TIME Stories et les histoires interactives

Succès depuis ses débuts, sélection à l’As d’Or Expert pour le prouver, TIME Stories est une gamme étrange, qui aura fait couler beaucoup d’encre et de pixels : tantôt on s’insurgeait contre les scénarios à usage unique (qui ont pourtant cours depuis Sherlock Holmes Détective conseil), tantôt on criait au génie. On imaginait de grandes choses pour ce titre résolument axé vers l’exploration temporelle et ludique. On se voyait déjà fracasser toutes les limites du monde du jeu. Après une boîte de base et huit extensions, la gamme va marquer une pause éditoriale pour le premier semestre 2019 (même si un roman devrait paraître chez Bragelonne).

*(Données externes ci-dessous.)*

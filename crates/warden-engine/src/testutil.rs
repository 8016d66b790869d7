//! Shared test doubles for the engine test suites.

use std::sync::Arc;
use std::time::SystemTime;

use async_trait::async_trait;
use futures::stream::{self, BoxStream, StreamExt};
use parking_lot::Mutex;

use warden_core::error::{PlatformError, PlatformResult};
use warden_core::platform::{ChatAdmin, MemberInfo, PermissionSet, PlatformClient};
use warden_core::types::{ChatId, MessageId, UserId};

/// One platform call observed by the mock.
#[derive(Debug, Clone, PartialEq, Eq)]
pub enum Call {
    Restrict {
        chat: ChatId,
        user: UserId,
        muted: bool,
        until: Option<SystemTime>,
    },
    Ban {
        chat: ChatId,
        user: UserId,
    },
    Unban {
        chat: ChatId,
        user: UserId,
    },
    Delete {
        chat: ChatId,
        message: MessageId,
    },
    ListAdmins {
        chat: ChatId,
    },
}

/// A platform client that records every call and can be told to fail.
#[derive(Default)]
pub struct RecordingPlatform {
    calls: Mutex<Vec<Call>>,
    admins: Mutex<Vec<ChatAdmin>>,
    members: Mutex<Vec<MemberInfo>>,
    fail_restrict: Mutex<Option<PlatformError>>,
    fail_delete: Mutex<Option<PlatformError>>,
    fail_ban: Mutex<Option<PlatformError>>,
    fail_unban: Mutex<Option<PlatformError>>,
}

impl RecordingPlatform {
    pub fn new() -> Arc<Self> {
        Arc::new(Self::default())
    }

    pub fn calls(&self) -> Vec<Call> {
        self.calls.lock().clone()
    }

    pub fn set_admins(&self, admins: Vec<ChatAdmin>) {
        *self.admins.lock() = admins;
    }

    pub fn set_members(&self, members: Vec<MemberInfo>) {
        *self.members.lock() = members;
    }

    pub fn fail_restrict_with(&self, err: PlatformError) {
        *self.fail_restrict.lock() = Some(err);
    }

    pub fn fail_delete_with(&self, err: PlatformError) {
        *self.fail_delete.lock() = Some(err);
    }

    pub fn fail_ban_with(&self, err: PlatformError) {
        *self.fail_ban.lock() = Some(err);
    }

    pub fn fail_unban_with(&self, err: PlatformError) {
        *self.fail_unban.lock() = Some(err);
    }
}

#[async_trait]
impl PlatformClient for RecordingPlatform {
    async fn restrict_user(
        &self,
        chat: ChatId,
        user: UserId,
        permissions: PermissionSet,
        until: Option<SystemTime>,
    ) -> PlatformResult<()> {
        if let Some(err) = self.fail_restrict.lock().clone() {
            return Err(err);
        }
        self.calls.lock().push(Call::Restrict {
            chat,
            user,
            muted: !permissions.can_send_messages,
            until,
        });
        Ok(())
    }

    async fn ban_user(&self, chat: ChatId, user: UserId) -> PlatformResult<()> {
        if let Some(err) = self.fail_ban.lock().clone() {
            return Err(err);
        }
        self.calls.lock().push(Call::Ban { chat, user });
        Ok(())
    }

    async fn unban_user(&self, chat: ChatId, user: UserId) -> PlatformResult<()> {
        if let Some(err) = self.fail_unban.lock().clone() {
            return Err(err);
        }
        self.calls.lock().push(Call::Unban { chat, user });
        Ok(())
    }

    async fn delete_message(&self, chat: ChatId, message: MessageId) -> PlatformResult<()> {
        if let Some(err) = self.fail_delete.lock().clone() {
            return Err(err);
        }
        self.calls.lock().push(Call::Delete { chat, message });
        Ok(())
    }

    async fn list_administrators(&self, chat: ChatId) -> PlatformResult<Vec<ChatAdmin>> {
        self.calls.lock().push(Call::ListAdmins { chat });
        Ok(self.admins.lock().clone())
    }

    fn list_members(&self, _chat: ChatId) -> BoxStream<'_, PlatformResult<MemberInfo>> {
        let members = self.members.lock().clone();
        stream::iter(members.into_iter().map(Ok)).boxed()
    }
}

Je vous propose donc deux retours, tout à fait subjectifs : l’un sur l’évolution des mécanismes de TIME Stories, et un autre sur l’évolution de la narration.

 

Signalons deux choses : je sais certaines âmes sensibles au spoil. Je censurerai donc certains passages, qu’il suffira de surligner pour dévoiler. Ensuite, sachez que je numéroterai chacun des scénarios en partant d’Asylum (boîte de base, 1), jusqu’à Madame (9).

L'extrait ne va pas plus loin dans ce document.